*Assignment*. Extract each line of the records below that contains the word "caps".

*Dataset*.
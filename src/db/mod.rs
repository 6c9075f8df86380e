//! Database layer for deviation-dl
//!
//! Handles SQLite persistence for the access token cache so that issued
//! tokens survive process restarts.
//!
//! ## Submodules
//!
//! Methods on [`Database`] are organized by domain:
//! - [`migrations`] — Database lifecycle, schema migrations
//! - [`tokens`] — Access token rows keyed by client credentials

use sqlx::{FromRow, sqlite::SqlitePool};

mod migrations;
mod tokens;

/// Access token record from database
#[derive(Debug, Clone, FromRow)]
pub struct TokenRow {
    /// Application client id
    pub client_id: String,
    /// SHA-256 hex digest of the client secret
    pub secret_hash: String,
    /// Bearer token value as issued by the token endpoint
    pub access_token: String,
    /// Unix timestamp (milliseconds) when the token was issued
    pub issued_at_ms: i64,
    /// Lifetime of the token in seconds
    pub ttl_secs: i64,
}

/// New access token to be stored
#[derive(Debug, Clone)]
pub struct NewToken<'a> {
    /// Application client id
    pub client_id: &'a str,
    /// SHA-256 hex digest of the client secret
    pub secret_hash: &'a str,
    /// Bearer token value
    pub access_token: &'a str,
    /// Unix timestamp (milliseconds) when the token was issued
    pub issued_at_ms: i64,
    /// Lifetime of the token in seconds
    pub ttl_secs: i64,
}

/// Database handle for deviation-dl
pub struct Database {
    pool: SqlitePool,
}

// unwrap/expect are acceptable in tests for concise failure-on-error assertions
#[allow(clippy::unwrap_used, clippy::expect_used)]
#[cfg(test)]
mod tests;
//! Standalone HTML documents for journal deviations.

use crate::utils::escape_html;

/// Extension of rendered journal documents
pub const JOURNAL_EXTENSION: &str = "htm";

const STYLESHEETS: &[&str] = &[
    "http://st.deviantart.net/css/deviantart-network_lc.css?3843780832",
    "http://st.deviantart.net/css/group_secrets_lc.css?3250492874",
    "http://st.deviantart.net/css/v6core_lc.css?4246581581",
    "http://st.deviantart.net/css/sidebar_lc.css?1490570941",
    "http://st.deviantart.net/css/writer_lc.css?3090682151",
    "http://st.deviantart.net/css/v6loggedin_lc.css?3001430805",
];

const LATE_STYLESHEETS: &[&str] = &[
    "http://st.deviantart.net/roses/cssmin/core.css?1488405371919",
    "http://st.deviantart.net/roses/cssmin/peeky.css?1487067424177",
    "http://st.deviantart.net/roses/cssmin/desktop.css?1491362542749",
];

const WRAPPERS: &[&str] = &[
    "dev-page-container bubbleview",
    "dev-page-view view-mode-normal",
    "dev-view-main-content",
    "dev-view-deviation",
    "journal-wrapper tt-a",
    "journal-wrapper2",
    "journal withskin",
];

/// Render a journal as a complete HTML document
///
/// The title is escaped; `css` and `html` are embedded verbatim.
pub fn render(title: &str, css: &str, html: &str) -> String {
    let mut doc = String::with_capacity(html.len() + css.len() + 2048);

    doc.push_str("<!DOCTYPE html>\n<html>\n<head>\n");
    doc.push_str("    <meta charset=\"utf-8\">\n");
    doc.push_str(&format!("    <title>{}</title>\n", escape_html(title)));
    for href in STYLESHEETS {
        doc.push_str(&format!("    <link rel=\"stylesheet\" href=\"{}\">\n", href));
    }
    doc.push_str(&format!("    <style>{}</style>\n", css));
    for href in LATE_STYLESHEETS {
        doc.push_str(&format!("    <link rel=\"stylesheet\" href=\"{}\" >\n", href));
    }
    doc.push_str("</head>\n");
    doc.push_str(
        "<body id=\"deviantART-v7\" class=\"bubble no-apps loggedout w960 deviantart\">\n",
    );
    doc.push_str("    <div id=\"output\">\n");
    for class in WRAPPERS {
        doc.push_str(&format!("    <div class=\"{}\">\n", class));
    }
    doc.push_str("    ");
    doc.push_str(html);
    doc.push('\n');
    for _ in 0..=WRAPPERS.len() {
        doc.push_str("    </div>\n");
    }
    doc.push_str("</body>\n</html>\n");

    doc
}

---

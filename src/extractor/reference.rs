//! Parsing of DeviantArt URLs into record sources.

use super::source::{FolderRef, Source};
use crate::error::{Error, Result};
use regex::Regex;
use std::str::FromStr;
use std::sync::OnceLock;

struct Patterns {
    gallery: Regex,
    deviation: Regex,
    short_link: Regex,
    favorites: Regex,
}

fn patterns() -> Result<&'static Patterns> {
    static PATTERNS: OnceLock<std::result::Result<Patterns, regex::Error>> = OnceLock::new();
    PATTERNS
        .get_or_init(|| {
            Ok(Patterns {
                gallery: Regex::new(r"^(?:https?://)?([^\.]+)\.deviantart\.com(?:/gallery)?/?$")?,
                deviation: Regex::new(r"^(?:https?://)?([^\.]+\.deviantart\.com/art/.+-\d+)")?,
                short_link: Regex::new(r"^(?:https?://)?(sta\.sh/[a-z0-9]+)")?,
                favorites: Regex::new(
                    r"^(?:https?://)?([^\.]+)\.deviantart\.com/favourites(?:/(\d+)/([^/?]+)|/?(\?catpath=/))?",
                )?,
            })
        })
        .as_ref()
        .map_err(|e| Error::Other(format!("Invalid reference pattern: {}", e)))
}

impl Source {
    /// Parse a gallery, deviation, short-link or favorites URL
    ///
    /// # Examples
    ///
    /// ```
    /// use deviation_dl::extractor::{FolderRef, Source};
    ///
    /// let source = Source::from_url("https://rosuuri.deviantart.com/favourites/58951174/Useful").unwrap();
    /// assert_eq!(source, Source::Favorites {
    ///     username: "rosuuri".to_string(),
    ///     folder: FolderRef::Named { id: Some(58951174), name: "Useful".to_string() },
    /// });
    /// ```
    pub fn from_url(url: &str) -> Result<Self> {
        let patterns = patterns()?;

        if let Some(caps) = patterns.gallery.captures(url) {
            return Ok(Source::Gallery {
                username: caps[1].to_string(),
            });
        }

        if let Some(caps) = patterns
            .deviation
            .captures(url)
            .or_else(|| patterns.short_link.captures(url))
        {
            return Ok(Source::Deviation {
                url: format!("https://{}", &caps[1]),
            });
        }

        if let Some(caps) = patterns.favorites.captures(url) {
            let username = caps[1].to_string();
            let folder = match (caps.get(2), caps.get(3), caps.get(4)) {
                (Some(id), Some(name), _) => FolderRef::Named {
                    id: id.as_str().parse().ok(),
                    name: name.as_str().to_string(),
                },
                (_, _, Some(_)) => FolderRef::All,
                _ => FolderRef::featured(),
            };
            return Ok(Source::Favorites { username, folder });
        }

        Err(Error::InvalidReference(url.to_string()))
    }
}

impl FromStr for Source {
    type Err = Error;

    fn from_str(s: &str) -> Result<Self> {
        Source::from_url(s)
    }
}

*Answer to this problem*.
        if let Some(caps) = patterns.gallery.captures(url) {
                username: caps[1].to_string(),
        if let Some(caps) = patterns
                url: format!("https://{}", &caps[1]),
        if let Some(caps) = patterns.favorites.captures(url) {
            let username = caps[1].to_string();
            let folder = match (caps.get(2), caps.get(3), caps.get(4)) {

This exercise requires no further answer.